Laag aangezette oren en afwijkingen aan de oorschelp
Laag geplaatste oren en oorschelpafwijkingen verwijzen naar een abnormale vorm of positie van het uitwendige oor (oorschelp of oorschelp).
Het uitwendige oor of "oorschelp" vormt zich wanneer de baby in de baarmoeder van de moeder groeit. De groei van dit oorgedeelte vindt plaats op een moment dat veel andere organen zich ontwikkelen (zoals de nieren). Abnormale veranderingen in de vorm of positie van de oorschelp kunnen een teken zijn dat de baby ook andere gerelateerde problemen heeft.
Veel voorkomende abnormale bevindingen zijn cysten in de oorschelp of skin-tags.
Veel kinderen worden geboren met oren die uitsteken. Hoewel mensen opmerkingen kunnen maken over de vorm van het oor, is deze aandoening een variatie op normaal en is er geen verband met andere aandoeningen.
De volgende problemen kunnen echter verband houden met medische aandoeningen:
- Abnormale plooien of locatie van de oorschelp
- Laag aangezette oren
- Geen opening naar de gehoorgang
- geen oorschelp
- Geen oorschelp en gehoorgang (anotia)
Veelvoorkomende aandoeningen die laaggeplaatste en ongewoon gevormde oren kunnen veroorzaken, zijn onder meer:
- Syndroom van Down
- Turner syndroom
Zeldzame aandoeningen die laagstaande en misvormde oren kunnen veroorzaken, zijn onder meer:
- Beckwith-Wiedemann-syndroom
- Potter syndroom
- Rubinstein-Taybi-syndroom
- Smith-Lemli-Opitz-syndroom
- Treacher Collins-syndroom
- Trisomie 13
- Trisomie 18
In de meeste gevallen vindt een zorgverlener oorschelpafwijkingen tijdens het eerste goed-baby-onderzoek. Dit onderzoek wordt meestal gedaan in het ziekenhuis op het moment van bevalling.
De aanbieder zal:
- Onderzoek en test het kind op andere fysieke afwijkingen van de nieren, botten van het gezicht, de schedel en de aangezichtszenuw
- Vraag of u een familiegeschiedenis heeft van abnormaal gevormde oren
Om te bepalen of de oorschelp abnormaal is, zal de provider metingen doen met een meetlint.

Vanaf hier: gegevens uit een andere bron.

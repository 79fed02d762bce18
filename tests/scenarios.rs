// Copyright 2020 Xavier Gillard
//
// Permission is hereby granted, free of charge, to any person obtaining a copy of
// this software and associated documentation files (the "Software"), to deal in
// the Software without restriction, including without limitation the rights to
// use, copy, modify, merge, publish, distribute, sublicense, and/or sell copies of
// the Software, and to permit persons to whom the Software is furnished to do so,
// subject to the following conditions:
//
// The above copyright notice and this permission notice shall be included in all
// copies or substantial portions of the Software.
//
// THE SOFTWARE IS PROVIDED "AS IS", WITHOUT WARRANTY OF ANY KIND, EXPRESS OR
// IMPLIED, INCLUDING BUT NOT LIMITED TO THE WARRANTIES OF MERCHANTABILITY, FITNESS
// FOR A PARTICULAR PURPOSE AND NONINFRINGEMENT. IN NO EVENT SHALL THE AUTHORS OR
// COPYRIGHT HOLDERS BE LIABLE FOR ANY CLAIM, DAMAGES OR OTHER LIABILITY, WHETHER
// IN AN ACTION OF CONTRACT, TORT OR OTHERWISE, ARISING FROM, OUT OF OR IN
// CONNECTION WITH THE SOFTWARE OR THE USE OR OTHER DEALINGS IN THE SOFTWARE.

//! This module is meant to test the correctness of the solver end to end,
//! on instance files read from disk.

use std::path::PathBuf;

use cflbb::{read_instance, solve, SolveReport, SolverConfig, SolverConfigBuilder};

fn locate(id: &str) -> PathBuf {
    PathBuf::new()
        .join(env!("CARGO_MANIFEST_DIR"))
        .join("resources/")
        .join(id)
}

fn solve_file(id: &str, config: &SolverConfig) -> SolveReport {
    let fname = locate(id);
    let instance = read_instance(fname).unwrap();
    solve(&instance, config).unwrap()
}

#[test]
fn tiny_1x1() {
    let report = solve_file("tiny_1x1.txt", &SolverConfig::default());
    assert!(report.feasible);
    assert!((report.best_value - 25.0).abs() < 1e-6);
    assert_eq!(vec![true], report.activations);
    assert!(report.iterations <= 2);
}

#[test]
fn prefer_cheap_2x2() {
    let report = solve_file("prefer_cheap_2x2.txt", &SolverConfig::default());
    assert!(report.feasible);
    assert!((report.best_value - 560.0).abs() < 1e-6);
    assert_eq!(vec![true, false], report.activations);
}

#[test]
fn split_forced_2x2() {
    let report = solve_file("split_forced_2x2.txt", &SolverConfig::default());
    assert!(report.feasible);
    assert!((report.best_value - 625.0).abs() < 1e-6);
    assert_eq!(vec![true, true], report.activations);
}

#[test]
fn capacity_shortfall_1x1() {
    let report = solve_file("capacity_shortfall_1x1.txt", &SolverConfig::default());
    assert!(!report.feasible);
    assert_eq!(0, report.iterations);
    assert_eq!(f64::INFINITY, report.best_value);
}

#[test]
fn sample_3x4() {
    let report = solve_file("sample_3x4.txt", &SolverConfig::default());
    assert!(report.feasible);
    // opening sources 0 and 1 is the cheapest covering choice
    assert!((report.best_value - 1080.0).abs() < 1e-4);
    assert_eq!(vec![true, true, false], report.activations);
}

#[test]
fn an_integral_root_updates_the_incumbent_on_the_first_iteration() {
    // the relaxation of this instance is integral at the root: a single
    // dequeue suffices to adopt it and the search stops right after
    let report = solve_file("prefer_cheap_2x2.txt", &SolverConfig::default());
    assert!(report.feasible);
    assert!(report.iterations <= 2);
}

#[test]
fn a_budget_of_one_iteration_returns_the_greedy_incumbent() {
    let config = SolverConfigBuilder::default().max_iterations(1).build().unwrap();
    let report = solve_file("split_forced_2x2.txt", &config);
    assert!(report.feasible);
    assert_eq!(1, report.iterations);
    assert!((report.best_value - 625.0).abs() < 1e-6);
    // the optimality gap may still be open
    assert!(report.lower_bound <= report.best_value);
}

#[test]
fn two_runs_on_the_same_file_are_byte_identical() {
    let first = solve_file("sample_3x4.txt", &SolverConfig::default());
    let second = solve_file("sample_3x4.txt", &SolverConfig::default());
    assert_eq!(first.best_value.to_bits(), second.best_value.to_bits());
    assert_eq!(first.activations, second.activations);
    assert_eq!(first.iterations, second.iterations);
}

#[test]
fn growing_budgets_never_worsen_the_objective() {
    let mut previous = f64::INFINITY;
    for budget in 1..=8 {
        let config = SolverConfigBuilder::default().max_iterations(budget).build().unwrap();
        let report = solve_file("sample_3x4.txt", &config);
        assert!(report.best_value <= previous + 1e-9);
        previous = report.best_value;
    }
}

Andere delen van het lichaam worden ook gemeten, inclusief de ogen, handen en voeten.
Alle pasgeborenen moeten een gehoortest ondergaan. Examens voor eventuele veranderingen in de mentale ontwikkeling kunnen worden uitgevoerd als het kind groeit. Genetische tests kunnen ook worden gedaan.
BEHANDELING
Meestal is er geen behandeling nodig voor oorschelpafwijkingen omdat ze het gehoor niet beïnvloeden. Soms wordt echter cosmetische chirurgie aanbevolen.
- Huidlabels kunnen worden afgebonden, tenzij er kraakbeen in zit. In dat geval is een operatie nodig om ze te verwijderen.
- Oren die uitsteken kunnen om cosmetische redenen worden behandeld. Tijdens de pasgeborene kan een klein raamwerk worden bevestigd met tape of Steri-Strips. Het kind draagt dit frame enkele maanden. Een operatie om de oren te corrigeren kan pas worden uitgevoerd als het kind 5 jaar oud is.
Ernstigere afwijkingen kunnen zowel om cosmetische redenen als om functie een operatie vereisen. Een operatie om een nieuw oor aan te maken en te bevestigen, wordt vaak in fasen uitgevoerd.
Laag aangezette oren; Microtie; "Lop" oor; Oorschelpafwijkingen; Genetisch defect - oorschelp; Aangeboren afwijking - oorschelp
- Oorafwijkingen
- Oorschelp van het pasgeboren oor
Haddad J, Dodhia SN. Aangeboren afwijkingen van het oor. In: Kliegman RM, St. Geme JW, Blum NJ, Shah SS, Tasker RC, Wilson KM, eds. Nelson Textbook of Pediatrics. 21e ed. Philadelphia, PA: Elsevier; 2020: hoofdstuk 656.
Madan-Khetarpal S, Arnold G. Genetische aandoeningen en dysmorfe aandoeningen. In: Zitelli BJ, McIntire SC, Nowalk AJ, eds. Zitelli en Davis' Atlas of Pediatric Physical Diagnosis. 7e druk. Philadelphia, PA: Elsevier; 2018: hoofdstuk 1.
Mitchel AL. Aangeboren afwijkingen. In: Martin RJ, Fanaroff AA, Walsh MC, eds. Fanaroff en Martin's neonatale-perinatale geneeskunde. 11e druk. Philadelphia, PA: Elsevier; 2020: hoofdstuk 30.